With the records as your source, report how many lines contain "PartialEq". Add no other words.

<<<<

//! Synthetic occurrence datasets for tests and benchmarks.

use rand::rngs::StdRng;
use rand::{Rng, SeedableRng};

use crate::dataset::Dataset;
use crate::model::{Occurrence, RowId};

const COUNTRIES: [&str; 5] = ["Sweden", "Norway", "Finland", "Denmark", "Germany"];

const SPECIES: [&str; 6] = [
    "Aeshna cyanea",
    "Aeshna grandis",
    "Calopteryx virgo",
    "Coenagrion puella",
    "Libellula depressa",
    "Sympetrum vulgatum",
];

const PUBLISHERS: [&str; 3] = [
    "SLU Artdatabanken",
    "Norwegian Biodiversity Information Centre",
    "naturgucker.de",
];

const LIFE_STAGES: [&str; 3] = ["Adult", "Juvenile", "Larva"];

const SEXES: [&str; 2] = ["F", "M"];

const BASES: [&str; 2] = ["HUMAN_OBSERVATION", "PRESERVED_SPECIMEN"];

/// A single occurrence row with the given categorical values and defaults
/// everywhere else. Tests mutate the public fields for anything beyond that.
pub fn occurrence(
    row: u32,
    country: &str,
    species: Option<&str>,
    sex: Option<&str>,
) -> Occurrence {
    Occurrence {
        row: RowId(row),
        gbif_id: Some(1_000_000 + row as i64),
        occurrence_id: Some(format!("occ:{row:06}")),
        country: country.to_string(),
        species: species.map(str::to_string),
        genus: species.and_then(|name| name.split_whitespace().next().map(str::to_string)),
        sex: sex.map(str::to_string),
        life_stage: Some("Adult".to_string()),
        publisher: PUBLISHERS[0].to_string(),
        basis_of_record: BASES[0].to_string(),
        latitude: Some(59.0),
        longitude: Some(18.0),
        uncertainty_m: Some(50.0),
    }
}

/// Generate a seeded synthetic dataset.
///
/// Nullable columns carry realistic null rates so the Unknown bucketing
/// paths are always exercised; coordinates spread over a Scandinavian-ish
/// bounding box.
pub fn generate_dataset(count: u32, seed: u64) -> Dataset {
    let mut rng = StdRng::seed_from_u64(seed);
    let mut rows = Vec::with_capacity(count as usize);

    for i in 0..count {
        let country = COUNTRIES[rng.random_range(0..COUNTRIES.len())];
        let species = if rng.random_bool(0.9) {
            Some(SPECIES[rng.random_range(0..SPECIES.len())])
        } else {
            None
        };
        let sex = if rng.random_bool(0.8) {
            Some(SEXES[rng.random_range(0..SEXES.len())])
        } else {
            None
        };
        let life_stage = if rng.random_bool(0.7) {
            Some(LIFE_STAGES[rng.random_range(0..LIFE_STAGES.len())])
        } else {
            None
        };
        let geolocated = rng.random_bool(0.9);

        rows.push(Occurrence {
            row: RowId(i),
            gbif_id: Some(2_000_000 + i as i64),
            occurrence_id: Some(format!("occ:{i:06}")),
            country: country.to_string(),
            species: species.map(str::to_string),
            genus: species
                .and_then(|name| name.split_whitespace().next().map(str::to_string)),
            sex: sex.map(str::to_string),
            life_stage: life_stage.map(str::to_string),
            publisher: PUBLISHERS[rng.random_range(0..PUBLISHERS.len())].to_string(),
            basis_of_record: BASES[rng.random_range(0..BASES.len())].to_string(),
            latitude: geolocated.then(|| rng.random_range(55.0..65.0)),
            longitude: geolocated.then(|| rng.random_range(5.0..25.0)),
            uncertainty_m: if rng.random_bool(0.85) {
                Some(rng.random_range(1.0..5_000.0))
            } else {
                None
            },
        });
    }

    Dataset::from_rows(rows)
}
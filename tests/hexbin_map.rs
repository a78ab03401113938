//! Tests for the spatial hexbin aggregation as driven by the filter
//! pipeline: grid geometry follows the filtered subset, cell identity is
//! stable, and the min-count policy switches with filter activity.

use dragonfly_atlas::filter::Selection;
use dragonfly_atlas::test_support::{generate_dataset, occurrence};
use dragonfly_atlas::{
    evaluate, hexbin, recompute, Dataset, FilterState, MapConfig,
};

mod support;

#[test]
fn geolocated_rows_are_fully_partitioned() {
    let dataset = generate_dataset(500, 31);
    let subset = evaluate(&dataset, &FilterState::default());
    let geolocated = subset
        .iter()
        .filter(|id| dataset.row(**id).geolocated().is_some())
        .count() as u64;

    let cells = hexbin(&dataset, &subset, 100, 1);
    let binned: u64 = cells.iter().map(|c| c.count).sum();
    assert_eq!(binned, geolocated);
}

#[test]
fn cell_identity_is_stable_for_identical_inputs() {
    let dataset = generate_dataset(200, 8);
    let subset = evaluate(&dataset, &FilterState::default());
    assert_eq!(
        hexbin(&dataset, &subset, 120, 1),
        hexbin(&dataset, &subset, 120, 1)
    );
}

#[test]
fn grid_extent_follows_the_filtered_subset() {
    // One cluster near Stockholm, one near Oslo; filtering to one country
    // re-derives the extent from the remaining points.
    let mut rows = Vec::new();
    for i in 0..10 {
        let mut occ = occurrence(i, "Sweden", None, None);
        occ.latitude = Some(59.3 + (i as f64) * 0.001);
        occ.longitude = Some(18.1 + (i as f64) * 0.001);
        rows.push(occ);
    }
    for i in 10..20 {
        let mut occ = occurrence(i, "Norway", None, None);
        occ.latitude = Some(59.9 + (i as f64) * 0.001);
        occ.longitude = Some(10.7 + (i as f64) * 0.001);
        rows.push(occ);
    }
    let dataset = Dataset::from_rows(rows);

    let mut state = FilterState::default();
    state.countries = ["Sweden".to_string()].into();
    let subset = evaluate(&dataset, &state);
    let cells = hexbin(&dataset, &subset, 50, 1);

    let total: u64 = cells.iter().map(|c| c.count).sum();
    assert_eq!(total, 10);
    for cell in &cells {
        assert!(cell.centroid_lon > 17.0, "extent must exclude Norway");
    }
}

#[test]
fn min_count_policy_switches_with_filter_activity() {
    // A lone faraway point vanishes from the global view (min 3) but
    // renders once a filter is active (min 1).
    let mut rows = Vec::new();
    for i in 0..8 {
        let mut occ = occurrence(i, "Sweden", None, None);
        occ.latitude = Some(59.3);
        occ.longitude = Some(18.1);
        rows.push(occ);
    }
    let mut lone = occurrence(8, "Norway", None, None);
    lone.latitude = Some(70.0);
    lone.longitude = Some(25.0);
    rows.push(lone);
    let dataset = Dataset::from_rows(rows);
    let map = MapConfig::default();

    let global = recompute(&dataset, &FilterState::default(), &map);
    assert_eq!(global.map.len(), 1, "the lone point is suppressed");
    assert_eq!(global.map[0].count, 8);

    let mut narrowed = FilterState::default();
    narrowed.countries = ["Norway".to_string()].into();
    let filtered = recompute(&dataset, &narrowed, &map);
    assert_eq!(filtered.map.len(), 1, "sparse filtered views still render");
    assert_eq!(filtered.map[0].count, 1);
}

#[test]
fn resolution_controls_cell_granularity() {
    let dataset = generate_dataset(800, 77);
    let subset = evaluate(&dataset, &FilterState::default());

    let coarse = hexbin(&dataset, &subset, 50, 1).len();
    let fine = hexbin(&dataset, &subset, 200, 1).len();
    assert!(
        fine >= coarse,
        "finer grids cannot produce fewer occupied cells for this spread"
    );
}

#[test]
fn filtered_to_nothing_yields_an_empty_map() {
    let dataset = support::mixed_dataset();
    let mut state = FilterState::default();
    state.sex = Selection::from_control("Hermaphrodite");
    let subset = evaluate(&dataset, &state);
    assert!(hexbin(&dataset, &subset, 100, 1).is_empty());
}
//! # Derived Dashboard View
//!
//! The explicit pure pipeline the presentation layer invokes on every filter
//! change: one evaluation pass, then every consumer of the subset recomputed
//! independently. There is no caching and no incremental update; the view is
//! rebuilt from the base dataset each time.

use crate::aggregate::{count_distinct_species, count_occurrences, grouped_counts, GroupCount};
use crate::config::MapConfig;
use crate::dataset::Dataset;
use crate::filter::{evaluate, FilterState};
use crate::hexbin::{hexbin, HexCell};
use crate::options::{dependent_options, OptionDimension};
use serde::{Deserialize, Serialize};
use tracing::debug;

/// Every derived output for one filter state.
///
/// Ephemeral: rebuilt on each change, never cached across requests.
#[derive(Debug, Clone, PartialEq, Serialize, Deserialize)]
pub struct DashboardView {
    /// Rows matching the current filters.
    pub occurrences: u64,
    /// Distinct species among them, nulls bucketed as `Unknown`.
    pub distinct_species: u64,
    /// Bar-chart data for the selected grouping variable.
    pub bar: Vec<GroupCount>,
    /// Occupied hexbin cells for the map.
    pub map: Vec<HexCell>,
    /// Refreshed dropdown choices, honoring the other active filters.
    pub species_options: Vec<String>,
    pub life_stage_options: Vec<String>,
    pub sex_options: Vec<String>,
}

impl DashboardView {
    /// Display string for the occurrences summary card.
    pub fn occurrences_label(&self) -> String {
        self.occurrences.to_string()
    }

    /// Display string for the species summary card.
    pub fn species_label(&self) -> String {
        self.distinct_species.to_string()
    }
}

/// Recompute all derived views from scratch.
///
/// The hexbin minimum-count threshold depends on whether any filter is
/// active: the unconstrained view suppresses single-point noise, while
/// narrow filtered views still render sparse cells.
pub fn recompute(dataset: &Dataset, state: &FilterState, map: &MapConfig) -> DashboardView {
    let subset = evaluate(dataset, state);
    let min_count = if state.is_unconstrained() {
        map.min_count_global
    } else {
        map.min_count_filtered
    };

    let view = DashboardView {
        occurrences: count_occurrences(&subset),
        distinct_species: count_distinct_species(dataset, &subset),
        bar: grouped_counts(dataset, &subset, state.grouping),
        map: hexbin(dataset, &subset, state.hex_resolution, min_count),
        species_options: dependent_options(dataset, state, OptionDimension::Species),
        life_stage_options: dependent_options(dataset, state, OptionDimension::LifeStage),
        sex_options: dependent_options(dataset, state, OptionDimension::Sex),
    };
    debug!(
        rows = subset.len(),
        groups = view.bar.len(),
        cells = view.map.len(),
        "recomputed dashboard view"
    );
    view
}
//! Sync orchestrator: authenticate, paginate, persist, optionally retire.
//!
//! ```text
//! Idle -> Authenticated -> Paginating -> PersistingBatch -> Retiring? -> Done
//! ```
//!
//! Only authentication failure aborts a run. Page failures are retried per
//! [`RetryPolicy`] and then end pagination early; item failures are counted
//! and never stop the batch.

use std::collections::BTreeMap;
use std::path::PathBuf;
use std::sync::Arc;
use std::sync::atomic::{AtomicBool, Ordering};

use thiserror::Error;
use tracing::{debug, info, instrument, warn};

use crate::classify::Classifier;
use crate::item::ItemMap;
use crate::persist::{FetchPersistEngine, PersistOutcome, SkipReason};
use crate::retire::{RetirementEngine, RetirementSet};
use crate::source::{AuthError, Authenticator, RemoteSource};

use super::paginator::{PaginationError, Paginator};
use super::rate_limiter::{LISTING_KEY, RateLimiter};
use super::retry::{RetryDecision, RetryPolicy, classify_error, retry_after_hint};

/// Orchestrator states, logged on every transition.
#[derive(Debug, Clone, Copy, PartialEq, Eq)]
pub enum SyncState {
    Idle,
    Authenticated,
    Paginating,
    PersistingBatch,
    Retiring,
    Done,
}

impl SyncState {
    #[must_use]
    pub fn as_str(self) -> &'static str {
        match self {
            Self::Idle => "idle",
            Self::Authenticated => "authenticated",
            Self::Paginating => "paginating",
            Self::PersistingBatch => "persisting-batch",
            Self::Retiring => "retiring",
            Self::Done => "done",
        }
    }
}

/// Fatal sync errors.
#[derive(Debug, Error)]
pub enum SyncError {
    #[error(transparent)]
    Auth(#[from] AuthError),
}

/// Per-run knobs, fixed before the run starts.
#[derive(Debug, Clone)]
pub struct SyncOptions {
    /// Root under which `<source-name>/` is created.
    pub destination_root: PathBuf,
    pub page_size: u32,
    pub max_pages: usize,
    pub retry: RetryPolicy,
    /// Whether confirmed items are deleted remotely.
    pub retire_remote: bool,
    pub classifier: Classifier,
}

/// Aggregate counters reported when a run ends.
#[derive(Debug, Clone, Default, PartialEq, Eq)]
pub struct SyncSummary {
    pub source: String,
    pub pages_fetched: usize,
    /// Distinct item ids accumulated during pagination.
    pub items_seen: usize,
    pub persisted: usize,
    pub skipped: BTreeMap<SkipReason, usize>,
    /// Persist failures by category (`write-failed`, `write-unconfirmed`).
    pub failed: BTreeMap<&'static str, usize>,
    /// Size of the retirement set, whether or not it was drained.
    pub retirement_candidates: usize,
    pub retired: usize,
    pub retirement_failed: usize,
    /// Page fetches that failed after retries, or ended on a repeated cursor.
    pub page_failures: usize,
    /// Pagination stopped at `max_pages` with more pages available.
    pub page_limit_reached: bool,
    pub interrupted: bool,
}

impl SyncSummary {
    #[must_use]
    pub fn skipped_total(&self) -> usize {
        self.skipped.values().sum()
    }

    #[must_use]
    pub fn failed_total(&self) -> usize {
        self.failed.values().sum()
    }

    fn record(&mut self, outcome: &PersistOutcome) {
        match outcome {
            PersistOutcome::Persisted(_) => self.persisted += 1,
            PersistOutcome::Skipped(reason) => *self.skipped.entry(*reason).or_insert(0) += 1,
            PersistOutcome::Failed(error) => *self.failed.entry(error.category()).or_insert(0) += 1,
        }
    }
}

/// Drives one source through a full sync run.
#[derive(Debug)]
pub struct SyncOrchestrator {
    options: SyncOptions,
    limiter: Arc<RateLimiter>,
    interrupted: Arc<AtomicBool>,
}

impl SyncOrchestrator {
    /// `limiter` is shared process-wide; `interrupted` is the Ctrl-C flag.
    #[must_use]
    pub fn new(options: SyncOptions, limiter: Arc<RateLimiter>, interrupted: Arc<AtomicBool>) -> Self {
        Self {
            options,
            limiter,
            interrupted,
        }
    }

    fn is_interrupted(&self) -> bool {
        self.interrupted.load(Ordering::SeqCst)
    }

    /// Runs the full state machine against one source.
    ///
    /// # Errors
    ///
    /// Returns [`SyncError::Auth`] if authentication fails; nothing else is fatal.
    #[instrument(skip(self, authenticator), fields(source = authenticator.descriptor().name))]
    pub async fn run(&self, authenticator: &dyn Authenticator) -> Result<SyncSummary, SyncError> {
        let descriptor = authenticator.descriptor();
        let mut summary = SyncSummary {
            source: descriptor.name.to_string(),
            ..SyncSummary::default()
        };
        let mut state = SyncState::Idle;
        debug!(state = state.as_str(), "sync starting");

        let source: Arc<dyn RemoteSource> =
            Arc::from(authenticator.authenticate(Arc::clone(&self.limiter)).await?);
        transition(&mut state, SyncState::Authenticated);

        transition(&mut state, SyncState::Paginating);
        let items = self.paginate(Arc::clone(&source), &mut summary).await;
        summary.items_seen = items.len();

        let mut retirement_set = RetirementSet::new();
        if !summary.interrupted {
            transition(&mut state, SyncState::PersistingBatch);
            let engine = FetchPersistEngine::new(
                Arc::clone(&source),
                Arc::clone(&self.limiter),
                self.options.classifier.clone(),
                &self.options.destination_root,
            );
            for item in items.iter() {
                if self.is_interrupted() {
                    warn!("interrupted, stopping before next item");
                    summary.interrupted = true;
                    break;
                }
                let outcome = engine.persist(item).await;
                summary.record(&outcome);
                if let PersistOutcome::Persisted(artifact) = &outcome {
                    retirement_set.confirm(artifact);
                }
            }
        }
        summary.retirement_candidates = retirement_set.len();

        if self.options.retire_remote && !summary.interrupted {
            transition(&mut state, SyncState::Retiring);
            let engine = RetirementEngine::new(
                Arc::clone(&source),
                Arc::clone(&self.limiter),
                Arc::clone(&self.interrupted),
            );
            let report = engine.retire(&retirement_set).await;
            summary.retired = report.retired_count();
            summary.retirement_failed = report.failed.len();
            summary.interrupted |= report.interrupted;
        } else if self.options.retire_remote {
            warn!(
                candidates = retirement_set.len(),
                "retirement skipped because the run was interrupted"
            );
        } else {
            debug!(candidates = retirement_set.len(), "retirement disabled");
        }

        transition(&mut state, SyncState::Done);
        info!(
            pages = summary.pages_fetched,
            items = summary.items_seen,
            persisted = summary.persisted,
            skipped = summary.skipped_total(),
            failed = summary.failed_total(),
            retired = summary.retired,
            interrupted = summary.interrupted,
            "sync finished"
        );
        Ok(summary)
    }

    /// Pages until the listing ends, retries run out, or the run is interrupted.
    async fn paginate(&self, source: Arc<dyn RemoteSource>, summary: &mut SyncSummary) -> ItemMap {
        let mut paginator = Paginator::new(
            source,
            Arc::clone(&self.limiter),
            self.options.page_size,
            self.options.max_pages,
        );
        let mut items = ItemMap::new();
        let mut attempt = 1;

        loop {
            if self.is_interrupted() {
                warn!("interrupted, stopping pagination");
                summary.interrupted = true;
                break;
            }

            match paginator.next_page().await {
                Ok(Some(page)) => {
                    attempt = 1;
                    items.extend(page);
                }
                Ok(None) => break,
                Err(PaginationError::Transient { cursor, source }) => {
                    let failure = classify_error(&source);
                    match self.options.retry.should_retry(failure, attempt) {
                        RetryDecision::Retry {
                            delay,
                            attempt: next,
                        } => {
                            let delay = retry_after_hint(&source).map_or(delay, |hint| hint.max(delay));
                            warn!(
                                ?cursor,
                                error = %source,
                                attempt = next,
                                delay_ms = delay.as_millis(),
                                "page fetch failed, retrying"
                            );
                            if self.limiter.is_disabled() {
                                tokio::time::sleep(delay).await;
                            } else {
                                self.limiter.record_rate_limit(LISTING_KEY, delay).await;
                            }
                            attempt = next;
                        }
                        RetryDecision::DoNotRetry { reason } => {
                            warn!(
                                ?cursor,
                                error = %source,
                                reason = %reason,
                                "page fetch failed, continuing with items already listed"
                            );
                            summary.page_failures += 1;
                            break;
                        }
                    }
                }
                Err(error @ PaginationError::PageLimitExceeded { .. }) => {
                    warn!(error = %error, "stopping pagination");
                    summary.page_limit_reached = true;
                    break;
                }
                Err(error @ PaginationError::RepeatedCursor { .. }) => {
                    warn!(error = %error, "stopping pagination");
                    summary.page_failures += 1;
                    break;
                }
            }
        }

        summary.pages_fetched = paginator.pages_fetched();
        items
    }
}

fn transition(state: &mut SyncState, next: SyncState) {
    debug!(from = state.as_str(), to = next.as_str(), "sync state transition");
    *state = next;
}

>>>>

**PROBLEM SOLUTION**. 3